Clinical Course and Outcomes of Brain Tumor Patients Admitted to Medical Intensive Care Unit: A Descriptive Analysis
Article information
Abstract
Background
There is a shortage of data on brain tumor patients admitted in to intensive care unit (ICU) from developing countries. We aimed to assess the clinical course and 30-day mortality with factors affecting the mortality of brain tumor patients who were admitted to medical ICU.
Methods
This study was a single-centre retrospective observational cohort study and was conducted in a medical ICU of a tertiary care center in India. We included 42 patients admitted in to the medical oncology ICU over 3 years. Data regarding demographics, baseline characteristics, clinical and laboratory data, need for organ support, and 30-day mortality were collected. Factors associated with increased mortality in these patients were determined.
Results
Overall 30-day mortality was 30.95%. The most common indication for ICU admission was altered sensorium (57.1%) followed by sepsis (23.8%). Age [odds ratio, OR: 0.843 (95% confidence interval, CI: 0.721–0.986)], and need for invasive mechanical ventilator (IMV) support [OR: 484.62 (95% CI: 2.707–8676.02)] or vasopressor support [OR: 523.83 (95% CI: 2.12– 3,023.13)] were directly associated with 30-day mortality. Severity indices such as Sequential Organ Failure Assessment (SOFA) score, SAPS II (Simplified Acute Physiology Score II), and Acute physiology and chronic health evaluation II (APACHE II), APACHE III and APACHE IV scores were higher in non-survivors than survivors.
Conclusion
Advancing age and need for IMV or vasopressor support may be associated with worse prognosis in brain tumor patients admitted in to ICU. A scoring system could be used along with clinical judgement to triage brain tumor patients for ICU admission.
INTRODUCTION
A considerable improvement in outcomes is seen in critically ill cancer patients because of recent advances in the medical and surgical treatment of cancer patients1,2). This improvement in prognosis leads to an increased number of patients living with cancer causing an increasing number of patients requiring hospitalizations and intensive care unit (ICU) admission3,4). Admission of critically ill patients to an ICU requires vast professional, technological, and costly resources. However, at present, available ICU beds are scarce, especially in developing countries, it is important to predict cancer patients who may benefit from ICU treatment5,6).

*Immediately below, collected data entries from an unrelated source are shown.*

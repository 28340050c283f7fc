//! Command Line Interface (CLI) arguments.

use clap::Parser;
use validator::Validate;

use crate::analysis;
use crate::error::FuncTreeError;
use crate::models::{AnalysisRequest, Compression};
use crate::types::Missing;

/// FuncTree command line interface
///
/// Maps a table of leaf abundances onto a functional hierarchy and writes the aggregated
/// profile as JSON.
#[derive(Clone, Debug, Parser)]
#[command(version, about)]
pub struct CommandLineArgs {
    /// Path to the hierarchy JSON document
    #[arg(long, env = "FUNCTREE_TREE")]
    pub tree: String,
    /// Path to the tab separated measurement table
    #[arg(long, env = "FUNCTREE_INPUT")]
    pub input: String,
    /// Path to which the profile is written. Standard output if not set
    #[arg(long, env = "FUNCTREE_OUTPUT")]
    pub output: Option<String>,
    /// Comma separated aggregation methods (sum, mean, min, max, median)
    #[arg(
        long,
        value_delimiter = ',',
        default_value = "sum,mean,max",
        env = "FUNCTREE_METHODS"
    )]
    pub methods: Vec<String>,
    /// Compression of the measurement table
    #[arg(long, value_enum, env = "FUNCTREE_COMPRESSION")]
    pub compression: Option<Compression>,
    /// Comma separated values which denote a missing measurement
    #[arg(
        long,
        value_delimiter = ',',
        allow_hyphen_values = true,
        env = "FUNCTREE_MISSING_VALUES"
    )]
    pub missing_values: Vec<f64>,
    /// Measurements below this value are treated as missing
    #[arg(long, allow_negative_numbers = true, env = "FUNCTREE_VALID_MIN")]
    pub valid_min: Option<f64>,
    /// Measurements above this value are treated as missing
    #[arg(long, allow_negative_numbers = true, env = "FUNCTREE_VALID_MAX")]
    pub valid_max: Option<f64>,
    /// Name of the hierarchy the data is mapped onto
    #[arg(long, default_value = "KEGG", env = "FUNCTREE_TARGET")]
    pub target: String,
    /// Free text description stored in the profile
    #[arg(long, default_value = "", env = "FUNCTREE_DESCRIPTION")]
    pub description: String,
    /// Whether to indent the JSON output
    #[arg(long, default_value_t = false, env = "FUNCTREE_PRETTY")]
    pub pretty: bool,
    /// Whether to use Rayon to compute the methods in parallel.
    #[arg(long, default_value_t = false, env = "FUNCTREE_USE_RAYON")]
    pub use_rayon: bool,
}

impl CommandLineArgs {
    /// Missing data descriptor assembled from the arguments, if any.
    pub fn missing(&self) -> Option<Missing> {
        Missing::from_parts(&self.missing_values, self.valid_min, self.valid_max)
    }

    /// Analysis request assembled from the arguments.
    ///
    /// Method names are checked against the allow-list and the request is validated here,
    /// before any data is loaded.
    pub fn request(&self) -> Result<AnalysisRequest, FuncTreeError> {
        let request = AnalysisRequest {
            methods: analysis::parse_methods(&self.methods)?,
            target: self.target.clone(),
            description: self.description.clone(),
        };
        request.validate()?;
        Ok(request)
    }
}

/// Returns parsed command line arguments.
pub fn parse() -> CommandLineArgs {
    CommandLineArgs::parse()
}

#[cfg(test)]
mod tests {
    use super::*;
    use crate::models::Method;

    fn parse_from(extra: &[&str]) -> CommandLineArgs {
        let args = ["functree", "--tree", "tree.json", "--input", "input.tsv"];
        CommandLineArgs::try_parse_from(args.iter().chain(extra)).unwrap()
    }

    #[test]
    fn defaults() {
        let args = parse_from(&[]);
        assert_eq!("tree.json", args.tree);
        assert_eq!("input.tsv", args.input);
        assert_eq!(None, args.output);
        assert_eq!(vec!["sum", "mean", "max"], args.methods);
        assert_eq!(None, args.compression);
        assert_eq!(None, args.missing());
        assert!(!args.pretty);
        assert!(!args.use_rayon);
        let request = args.request().unwrap();
        assert_eq!(Method::DEFAULT.to_vec(), request.methods);
        assert_eq!("KEGG", request.target);
    }

    #[test]
    fn methods_and_compression() {
        let args = parse_from(&["--methods", "median,min", "--compression", "gzip"]);
        assert_eq!(Some(Compression::Gzip), args.compression);
        assert_eq!(
            vec![Method::Median, Method::Min],
            args.request().unwrap().methods
        );
    }

    #[test]
    fn unsupported_method() {
        let args = parse_from(&["--methods", "sum,__import__"]);
        let err = args.request().unwrap_err();
        assert_eq!("unsupported method __import__", err.to_string());
    }

    #[test]
    fn duplicate_methods() {
        let args = parse_from(&["--methods", "sum,max,sum"]);
        let err = args.request().unwrap_err();
        assert!(matches!(err, FuncTreeError::RequestValidation(_)));
    }

    #[test]
    fn negative_missing_values() {
        let args = parse_from(&["--missing-values", "-1,-999"]);
        assert_eq!(
            Some(Missing::MissingValues(vec![-1.0, -999.0])),
            args.missing()
        );
    }

    #[test]
    fn valid_range() {
        let args = parse_from(&["--valid-min", "-0.5", "--valid-max", "100"]);
        assert_eq!(Some(Missing::ValidRange(-0.5, 100.0)), args.missing());
    }

    #[test]
    fn missing_required() {
        let err = CommandLineArgs::try_parse_from(["functree", "--tree", "tree.json"]).unwrap_err();
        assert_eq!(clap::error::ErrorKind::MissingRequiredArgument, err.kind());
    }
}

Brain tumor patients may require ICU admission due to raised intracranial pressure, developing brain edema, epilepsy or complications because of tumor therapy7). A lot of studies are available on the clinical course of patients with solid tumors and hematological malignancies admitted to an ICU, but there is a shortage of data on primary brain tumor patients8). Most of the studies in critically ill brain tumor patients are done in developed countries, and we didn’t find any study about clinical characteristics, outcomes, and factors associated with increased risk of mortality in primarily brain tumor patients admitted in to ICU from developing countries.
Therefore, we aimed to assess the clinical course and 30-day mortality with factors affecting the mortality of brain tumor patients who were admitted to the medical ICU. As far as we know, this is the first study to evaluate primarily the brain tumor population admitted in to medical ICU in India.
METHODS
This study was a single-centre retrospective observational cohort study and was conducted in a medical ICU of a tertiary care center in India. A consent waiver was collected from the institutional ethics committee. The data were collected and analyzed from the records of adult brain tumor patients who were admitted in to the medical oncology ICU from January 2018 to December 2021.
We evaluated all adult patients (>18 years) with a definite diagnosis of brain tumor at ICU admission. If the patient was admitted multiple times to the ICU during his/her hospital stay, only the first admission was included in the study. Patients who had ICU stay of less than 24 h, post-operative neurosurgery patients, those in complete cancer remission for more than 5years, and those admitted from or discharged to another ICU, were excluded from the study. Data regarding demographics, baseline characteristics, clinical and laboratory data including admission of patients from the emergency room (ER) or ward, tumor characteristics, reasons for ICU admission, need for vasopressor, invasive mechanical ventilation (IMV) support and renal replacement therapy, and 30-day mortality were collected in a pre-designed proforma.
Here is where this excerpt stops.